Я не буду цитировать те эпизоды книги, где даются портреты известных современников автора. Но вот три маленьких фрагмента, из которых, мне кажется, видно, как захватывающе остро написаны «Петербургские зимы». И пусть автору могут быть предъявлены претензии по части мемуарной точности, но выразительность этих зарисовок все равно делает их по-своему правдивыми, я бы даже сказал, «художественно неопровержимыми».
Это из самого начала книги.
«К 1920-му году Петербург тонул уже почти блаженно.
Голода боялись, пока он не установился «всерьез и надолго». Тогда его перестали замечать. Перестали замечать и расстрелы.
- Ну, как вы дошли вчера, после балета?..
- Ничего, спасибо. Шубы не сняли. Пришлось, впрочем, померзнуть с полчаса на дворе. Был обыск в восьмом номере. Пока не кончили, - не пускали на лестницу.
- Взяли кого-нибудь?
- Молодого Перфильева и еще студента какого-то, у них ночевал.

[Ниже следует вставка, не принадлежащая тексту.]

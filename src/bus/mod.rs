//! Queue bus - transport abstraction and reply publishing.
//!
//! This module provides the queue capability the consumer is built on and
//! the publisher handlers use to answer on a caller's reply queue.
//!
//! ## Architecture
//!
//! ```text
//! ┌─────────────────────────────────────────────────────────────┐
//! │                    Publisher (per service)                  │
//! │  - serialize(response) -> send(reply queue)                 │
//! └─────────────────────────────────────────────────────────────┘
//!                            │
//!                            ▼
//! ┌─────────────────────────────────────────────────────────────┐
//! │                   QueueTransport trait                      │
//! │  receive(queue, max, wait) / delete(queue, receipt)         │
//! │  send(queue, body)                                          │
//! └─────────────────────────────────────────────────────────────┘
//!          │                  │                     │
//!          ▼                  ▼                     ▼
//! ┌─────────────┐    ┌─────────────┐    ┌─────────────────────┐
//! │InMemoryQueue│    │  SqsQueue   │    │   RabbitMqQueue     │
//! │ (included)  │    │ (external)  │    │    (external)       │
//! └─────────────┘    └─────────────┘    └─────────────────────┘
//! ```
//!
//! Delivery is at-least-once: a message that is received but not deleted
//! within the transport's visibility window is delivered again.

mod in_memory_queue;
mod message;
mod publisher;
mod transport;

pub use in_memory_queue::{InMemoryQueue, DEFAULT_VISIBILITY_TIMEOUT};
pub use message::{RawMessage, ReceiptHandle};
pub use publisher::{PublishError, Publisher};
pub use transport::{QueueTransport, TransportError};
//! Consumer integration tests.
//!
//! Exercises the polling loop against the in-memory broker:
//! - Message outcomes: handled, poisoned, unroutable, retained
//! - Concurrent dispatch of a batch
//! - Redelivery after a failed attempt
//! - Spawned lifecycle: statistics, poll-failure back-off, cooperative stop

mod dispatch;
mod redelivery;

- Расстреляют, должно быть?
- Должно быть…
- А Спесивцева была восхитительна.
- Да, но до Карсавиной ей далеко.
- Ну, Петр Петрович, заходите к нам…
Два обывателя встретились, заговорили о житейских мелочах и разошлись. <…>
И не по бессердечию беседуют так спокойно, а по привычке. Да и шансы равны - сегодня студента, завтра вас.»
Мужской портрет.
«В. - бывший писатель. Что-то печатал лет пятнадцать тому назад, чем-то даже «прошумел». Теперь пишет «для себя», т. е. ничего не пишет, делает только вид.
В минуты откровенности - признается: «Плюнул на литературу - жить красиво, вот главное».
Он странный человек. Писанье его бесталанное, но в нем самом «что-то есть». Огромный рост, нестриженая черная борода, разбойничьи глаза навыкате - и медовый монашеский говор. Он то сидит неделями в своей «квартире», обставленной разной рухлядью, считаемой им за старину, с утра до вечера роясь в книгах, то пропадает на месяцы, неизвестно куда.
- Где это вы были, В.?
Улыбочка. - Да вот, на Афон съездил…
- Зачем же вам было на Афон?
- Та же улыбочка. - Так-с, надобность вышла. Ничего, славно съездил. Только, досадно, в дороге кулек у меня украли и с драгоценными вещами: бутылкой зубровки старорежимной - вот бы вас угостил - и частицами святых мощей…
Через полгода - опять. - Где пропадали? Да на Кавказе пришлось побывать, в монастыре одном…
Вот к этому эстету из семинаристов, с наружностью оперного разбойника, я решил пойти переночевать».
А вот женский портрет.
«Портрет «Веры Александровны», «Верочки» из «Привала <комедиантов>» должен был бы нарисовать Сомов, никто другой. <…>
Я так представляю это ненарисованное полотно: черные волосы, полчаса назад тщательно завитые у Делькроа, - уже слегка растрепаны. Сильно декольтированный лиф сползает с одного плеча, - только что не видна грудь.
Лиф черный, глубоким мысом врезающийся в пунцовый бархат юбки. Пухлые руки, странно белые, точно набеленные, беспомощно и неловко прижаты к груди, со стороны сердца. Во всей позе тоже какая-то беспомощность, какая-то растерянная пышность. И старомодное что-то: складки парижского платья ложатся как кринолин, крупная завивка напоминает парик.
Прищуренные серые глаза, маленький улыбающийся рот. И в улыбке этой какое-то коварство…»
Нет, что ни говори, а удивительно талантливую в своей странности «мемуарную фантазию» оставил нам этот прекрасный поэт и очень «небезусловный» человек, который умер в беспросветной нищете хотя и не забытым, но всеми заброшенным. Это было в 1958 году, ровно через 30 лет после появления первой редакции «Петербургских зим».